### Extracted information:
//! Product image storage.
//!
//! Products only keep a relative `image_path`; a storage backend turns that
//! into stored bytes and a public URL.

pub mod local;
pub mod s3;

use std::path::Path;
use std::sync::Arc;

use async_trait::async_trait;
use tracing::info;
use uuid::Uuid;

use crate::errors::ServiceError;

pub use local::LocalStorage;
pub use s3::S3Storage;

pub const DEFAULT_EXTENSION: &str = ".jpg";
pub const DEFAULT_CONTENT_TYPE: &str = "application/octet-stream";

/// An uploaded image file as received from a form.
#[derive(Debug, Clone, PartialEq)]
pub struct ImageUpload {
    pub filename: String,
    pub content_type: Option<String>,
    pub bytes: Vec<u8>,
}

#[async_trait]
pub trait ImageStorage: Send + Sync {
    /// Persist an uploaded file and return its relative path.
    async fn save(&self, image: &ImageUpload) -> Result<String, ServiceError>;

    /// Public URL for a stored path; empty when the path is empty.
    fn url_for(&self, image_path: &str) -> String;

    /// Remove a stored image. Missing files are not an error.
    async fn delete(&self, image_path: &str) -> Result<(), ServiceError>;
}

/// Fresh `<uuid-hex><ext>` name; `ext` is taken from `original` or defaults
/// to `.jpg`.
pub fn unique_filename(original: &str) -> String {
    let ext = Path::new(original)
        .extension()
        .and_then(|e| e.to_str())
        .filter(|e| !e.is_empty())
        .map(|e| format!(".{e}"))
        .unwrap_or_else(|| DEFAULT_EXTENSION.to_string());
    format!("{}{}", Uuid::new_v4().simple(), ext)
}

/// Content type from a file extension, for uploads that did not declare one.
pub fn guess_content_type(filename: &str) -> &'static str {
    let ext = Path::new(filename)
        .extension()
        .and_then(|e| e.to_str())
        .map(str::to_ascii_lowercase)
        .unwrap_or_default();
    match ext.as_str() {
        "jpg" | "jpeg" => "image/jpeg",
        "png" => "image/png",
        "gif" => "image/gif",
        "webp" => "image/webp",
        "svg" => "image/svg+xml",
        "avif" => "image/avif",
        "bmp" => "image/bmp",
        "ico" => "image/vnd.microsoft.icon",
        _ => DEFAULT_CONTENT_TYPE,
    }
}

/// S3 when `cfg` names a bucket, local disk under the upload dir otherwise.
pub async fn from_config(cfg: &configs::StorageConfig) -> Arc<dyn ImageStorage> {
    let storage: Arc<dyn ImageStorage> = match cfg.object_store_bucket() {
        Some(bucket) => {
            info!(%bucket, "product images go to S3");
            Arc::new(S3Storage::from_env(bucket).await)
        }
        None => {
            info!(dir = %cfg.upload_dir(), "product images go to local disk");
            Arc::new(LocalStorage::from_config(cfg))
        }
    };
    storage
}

---

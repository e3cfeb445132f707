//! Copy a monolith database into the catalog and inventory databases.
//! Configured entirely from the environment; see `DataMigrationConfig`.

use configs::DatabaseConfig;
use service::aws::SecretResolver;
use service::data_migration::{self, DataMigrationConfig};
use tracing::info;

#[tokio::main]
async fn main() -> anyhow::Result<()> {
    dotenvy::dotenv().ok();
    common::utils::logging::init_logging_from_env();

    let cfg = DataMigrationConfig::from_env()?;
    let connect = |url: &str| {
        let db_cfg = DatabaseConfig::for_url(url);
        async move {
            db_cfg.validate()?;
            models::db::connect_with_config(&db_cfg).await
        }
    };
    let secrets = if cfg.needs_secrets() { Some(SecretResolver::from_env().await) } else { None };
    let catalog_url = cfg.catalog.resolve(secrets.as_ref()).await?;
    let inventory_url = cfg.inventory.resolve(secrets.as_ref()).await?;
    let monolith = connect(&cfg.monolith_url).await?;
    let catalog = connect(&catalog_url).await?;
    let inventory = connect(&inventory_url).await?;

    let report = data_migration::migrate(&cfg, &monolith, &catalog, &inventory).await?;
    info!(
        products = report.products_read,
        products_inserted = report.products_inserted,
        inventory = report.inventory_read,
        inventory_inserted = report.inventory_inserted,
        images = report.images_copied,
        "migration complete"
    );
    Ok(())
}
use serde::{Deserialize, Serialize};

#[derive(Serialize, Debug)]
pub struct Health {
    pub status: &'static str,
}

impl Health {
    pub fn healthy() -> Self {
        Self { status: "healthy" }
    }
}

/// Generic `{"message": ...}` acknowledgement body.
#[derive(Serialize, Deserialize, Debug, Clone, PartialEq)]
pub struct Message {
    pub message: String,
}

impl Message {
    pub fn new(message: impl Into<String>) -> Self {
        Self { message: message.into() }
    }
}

* * *

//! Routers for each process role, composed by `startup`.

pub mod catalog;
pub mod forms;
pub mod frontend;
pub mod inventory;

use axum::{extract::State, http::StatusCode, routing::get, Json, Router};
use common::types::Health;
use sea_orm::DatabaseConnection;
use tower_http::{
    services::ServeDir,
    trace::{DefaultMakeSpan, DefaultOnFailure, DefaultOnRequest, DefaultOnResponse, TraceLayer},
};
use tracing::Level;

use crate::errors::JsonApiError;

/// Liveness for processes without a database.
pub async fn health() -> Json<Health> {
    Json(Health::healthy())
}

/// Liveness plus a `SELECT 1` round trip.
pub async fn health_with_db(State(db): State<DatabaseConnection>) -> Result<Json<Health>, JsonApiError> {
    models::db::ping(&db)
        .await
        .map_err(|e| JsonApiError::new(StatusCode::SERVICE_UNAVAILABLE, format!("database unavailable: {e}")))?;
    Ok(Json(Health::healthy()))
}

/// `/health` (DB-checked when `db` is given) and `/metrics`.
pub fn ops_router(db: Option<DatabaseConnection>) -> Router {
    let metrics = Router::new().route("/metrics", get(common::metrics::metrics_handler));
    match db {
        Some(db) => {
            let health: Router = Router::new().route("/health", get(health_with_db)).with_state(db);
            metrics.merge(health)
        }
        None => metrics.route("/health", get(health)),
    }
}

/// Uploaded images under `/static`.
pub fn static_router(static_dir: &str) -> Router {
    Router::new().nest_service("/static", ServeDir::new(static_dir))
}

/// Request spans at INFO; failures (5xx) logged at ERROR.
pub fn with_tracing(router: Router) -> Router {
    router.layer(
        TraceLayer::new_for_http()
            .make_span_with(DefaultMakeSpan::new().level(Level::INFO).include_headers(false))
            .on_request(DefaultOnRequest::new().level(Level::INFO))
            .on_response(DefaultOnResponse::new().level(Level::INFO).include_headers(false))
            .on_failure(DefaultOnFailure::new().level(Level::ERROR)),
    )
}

### Action item:
Look above for the line that contains "use uuid::Uuid;". Starting there, transcribe every line exactly until you have copied the line that contains "from a form.".

### Answer below:
use uuid::Uuid;

use crate::errors::ServiceError;

pub use local::LocalStorage;
pub use s3::S3Storage;

pub const DEFAULT_EXTENSION: &str = ".jpg";
pub const DEFAULT_CONTENT_TYPE: &str = "application/octet-stream";

/// An uploaded image file as received from a form.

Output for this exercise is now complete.